Demikian pula, pengalaman dengan epidemi masa lalu – pertemuan memar Hong Kong dengan Sars pada tahun 2003, perjuangan Korea Selatan tahun 2015 dengan Mers – telah membantu negara-negara Asia lainnya juga mengatasi pandemi lebih baik daripada negara-negara Barat.
“Untuk tuberkulosis, Anda perlu menindaklanjuti selama dua tahun – periode waktu pelacakan virus corona tidak lama,” kata Takatorige. “Pusat kesehatan masyarakat menjalankan strategi tuberkulosis setiap hari, sehingga respons virus corona relatif mudah.”

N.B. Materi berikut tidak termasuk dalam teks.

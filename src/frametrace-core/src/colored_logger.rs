//! Colored logging infrastructure for component identification
//!
//! Provides a custom tracing formatter that adds colored prefixes to
//! distinguish output from the pipeline's components (orchestrator, decoder,
//! OCR workers, store).

use owo_colors::{OwoColorize, Style};
use std::fmt;
use std::io;
use tracing::{Event, Level, Subscriber};
use tracing_subscriber::fmt::{
    format::{Writer, FormatEvent, FormatFields},
    FmtContext,
};
use tracing_subscriber::registry::LookupSpan;

/// Component identifier for prefixing logs
#[derive(Debug, Clone, Copy, PartialEq, Eq)]
pub enum Component {
    Orchestrator,
    Decode,
    Ocr,
    Store,
}

impl Component {
    /// Get the string representation for logging prefix
    pub fn as_str(&self) -> &'static str {
        match self {
            Component::Orchestrator => "ORCHESTR",
            Component::Decode => "DECODE",
            Component::Ocr => "OCR",
            Component::Store => "STORE",
        }
    }

    /// Get the color style for this component
    pub fn color_style(&self) -> Style {
        match self {
            Component::Orchestrator => Style::new().cyan().bold(),
            Component::Decode => Style::new().green().bold(),
            Component::Ocr => Style::new().yellow().bold(),
            Component::Store => Style::new().magenta().bold(),
        }
    }

    /// Map a `tracing` event target to its component, falling back to
    /// `Orchestrator` for anything unrecognized (library spans, etc.).
    fn from_target(target: &str) -> Component {
        match target {
            "decode" => Component::Decode,
            "ocr" => Component::Ocr,
            "store" => Component::Store,
            _ => Component::Orchestrator,
        }
    }
}

/// Custom formatter with component prefixes and colors.
///
/// The pipeline runs as a single process with one thread per component
/// rather than this workspace's prior one-process-per-component layout, so
/// the component is read off each event's `target` (set via `target:
/// "decode"` etc. at the call site) instead of being fixed at
/// initialization.
pub struct ColoredFormatter;

impl<S, N> FormatEvent<S, N> for ColoredFormatter
where
    S: Subscriber + for<'a> LookupSpan<'a>,
    N: for<'a> FormatFields<'a> + 'static,
{
    fn format_event(
        &self,
        ctx: &FmtContext<'_, S, N>,
        mut writer: Writer<'_>,
        event: &Event<'_>,
    ) -> fmt::Result {
        let metadata = event.metadata();
        let component = Component::from_target(metadata.target());

        // Timestamp (HH:MM:SS format)
        let now = chrono::Local::now();
        write!(writer, "{} ", now.format("%H:%M:%S").dimmed())?;

        // Component prefix with color
        let prefix = format!("[{:8}]", component.as_str());
        write!(writer, "{} ", prefix.style(component.color_style()))?;

        // Log level with appropriate color
        let level = metadata.level();
        match *level {
            Level::ERROR => write!(writer, "{} ", "ERROR".red().bold())?,
            Level::WARN => write!(writer, "{} ", "WARN ".yellow().bold())?,
            Level::INFO => write!(writer, "{} ", "INFO ".green().bold())?,
            Level::DEBUG => write!(writer, "{} ", "DEBUG".blue().bold())?,
            Level::TRACE => write!(writer, "{} ", "TRACE".dimmed().bold())?,
        }

        // Message content
        ctx.field_format().format_fields(writer.by_ref(), event)?;

        writeln!(writer)
    }
}

/// Initialize colored, component-tagged logging for the whole process.
///
/// Should be called once, from `main`. `RUST_LOG` overrides `default_level`
/// where set.
pub fn init_component_logger(default_level: Level) -> anyhow::Result<()> {
    use tracing_subscriber::{layer::SubscriberExt, util::SubscriberInitExt};

    let fmt_layer = tracing_subscriber::fmt::layer()
        .event_format(ColoredFormatter)
        .with_writer(io::stdout);

    tracing_subscriber::registry()
        .with(tracing_subscriber::EnvFilter::from_default_env().add_directive(default_level.into()))
        .with(fmt_layer)
        .try_init()?;

    Ok(())
}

Pusat kesehatan masyarakat juga telah menyediakan data yang merupakan bagian integral dari pemahaman Jepang tentang virus, Hitoshi Oshitani, seorang profesor penyakit menular di Universitas Tohoku dan anggota panel ahli yang menasihati pemerintah Jepang tentang tanggapan virusnya, mengatakan pada konferensi pers pada 1 Juni.
Pusat-pusat itu sendiri jauh dari mencolok atau berteknologi tinggi. Pelacakan kontak rusak ketika ada terlalu banyak kasus sekaligus, seperti yang terjadi di Jepang pada bulan April. Pusat-pusat tersebut tidak memiliki sistem terpusat untuk berbagi informasi dan menggunakan faks untuk melaporkan infeksi individu, memperlambat transmisi informasi penting dan menambah beban kerja yang sudah berat.
Pendanaan untuk sistem pusat kesehatan masyarakat juga telah berkurang dalam beberapa tahun terakhir, menyebabkan jumlah pusat turun hampir setengahnya dalam 30 tahun terakhir, menurut sebuah kelompok profesional untuk direktur pusat kesehatan masyarakat di Jepang. Ini telah membebani kota-kota yang lebih padat khususnya, yang juga paling parah terkena virus corona.
Tetapi pusat-pusat itu sekarang dapat dihargai lagi, karena negara-negara lain berjuang untuk mengumpulkan operasi pelacakan kontrak di tengah pandemi.